A source with the Florence County Sheriff's Office told ABC News on Thursday that the detained suspect is Fred Hopkins, who was at the home where the shooting happened in Vintage Place, an upscale suburban neighborhood in the city of Florence, about 80 miles east of Columbia.
Hopkins allegedly began shooting at Florence County deputies when they showed up to serve a search warrant for another individual at the residence Wednesday. There were four foster children inside the home at the time of the incident, the source told ABC News.
The sheriff's office had been called to the home several times before, the source said.
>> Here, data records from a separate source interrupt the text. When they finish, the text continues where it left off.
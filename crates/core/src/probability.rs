//! Belief vectors and safe probability normalization.
//!
//! CFR's positive-regret clipping routinely produces all-zero rows at
//! dominated actions; normalization therefore treats underflow as data and
//! falls back to the uniform distribution instead of failing.

use crate::Pair;
use crate::game::Game;

/// Threshold below which a reach-probability mass is considered zero.
pub const REACH_SMOOTHING_EPS: f64 = 1e-80;

/// Threshold below which a regret mass is considered zero.
pub const REGRET_SMOOTHING_EPS: f64 = 1e-80;

/// Normalize `values` into a fresh distribution.
///
/// If the sum is at least `eps` the result is `values / sum`; otherwise the
/// uniform distribution over all entries. The output always sums to 1 within
/// floating-point tolerance.
#[must_use]
pub fn normalize_probabilities_safe(values: &[f64], eps: f64) -> Vec<f64> {
    let mut out = values.to_vec();
    normalize_probabilities_safe_in_place(&mut out, eps);
    out
}

/// In-place variant of [`normalize_probabilities_safe`].
#[allow(clippy::cast_precision_loss)]
pub fn normalize_probabilities_safe_in_place(values: &mut [f64], eps: f64) {
    let sum: f64 = values.iter().sum();
    if sum >= eps {
        for v in values.iter_mut() {
            *v /= sum;
        }
    } else {
        let uniform = 1.0 / values.len() as f64;
        values.fill(uniform);
    }
}

/// Safe normalization writing `f32` output, used when packing queries.
#[allow(clippy::cast_precision_loss, clippy::cast_possible_truncation)]
pub fn write_normalized_probabilities(values: &[f64], eps: f64, out: &mut [f32]) {
    assert_eq!(values.len(), out.len());
    let sum: f64 = values.iter().sum();
    if sum >= eps {
        for (slot, &v) in out.iter_mut().zip(values) {
            *slot = (v / sum) as f32;
        }
    } else {
        let uniform = 1.0 / values.len() as f64;
        out.fill(uniform as f32);
    }
}

/// Uniform distribution over all hands.
#[must_use]
#[allow(clippy::cast_precision_loss)]
pub fn uniform_beliefs(game: &Game) -> Vec<f64> {
    vec![1.0 / game.num_hands() as f64; game.num_hands()]
}

/// Uniform beliefs for both players, the distribution at the game's root.
#[must_use]
pub fn initial_beliefs(game: &Game) -> Pair<Vec<f64>> {
    [uniform_beliefs(game), uniform_beliefs(game)]
}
Deputies were there to serve a warrant for sexual assault allegations against a minor in the house, according to the source.
It turns out Hopkins is a member of the NRA and a gun owner/collector. It sure sounds like he had an AR-15 there to shoot some cops. But you know, the NRA has always viewed cop shooting as something attributable to Black people, not upper middle class white dudes.
Their TV guy, Grant Stinchfield, was casting about for someone else to blame besides aging white NRA members with a lot of guns, and came up with this:
Putting on a badge is like putting on a target. The rich tradition of serving as a law officer has been tarnished by the media and the left. Worse than officers being shamed by leftists raging against authority, they are now all often being targeted. Brave officers in Florence, South Carolina, faced a shooter hellbent on killing them all. The shooter hit seven officers who had been called to a home to make an arrest. He was holding children hostage. The shooter had an advantage over the officers and rained bullets over them.
Here's the problem with that whole theory: There hasn't been any announcement of a motive. One might assume that police officers serving a warrant for accusations of sexual abuse against those foster children might be reason enough. It doesn't have to be "leftists raging against authority" as much as a man wanting to avoid accountability for heinous acts.
The NRA is an organization desperately in need of defunding. Sooner rather than later.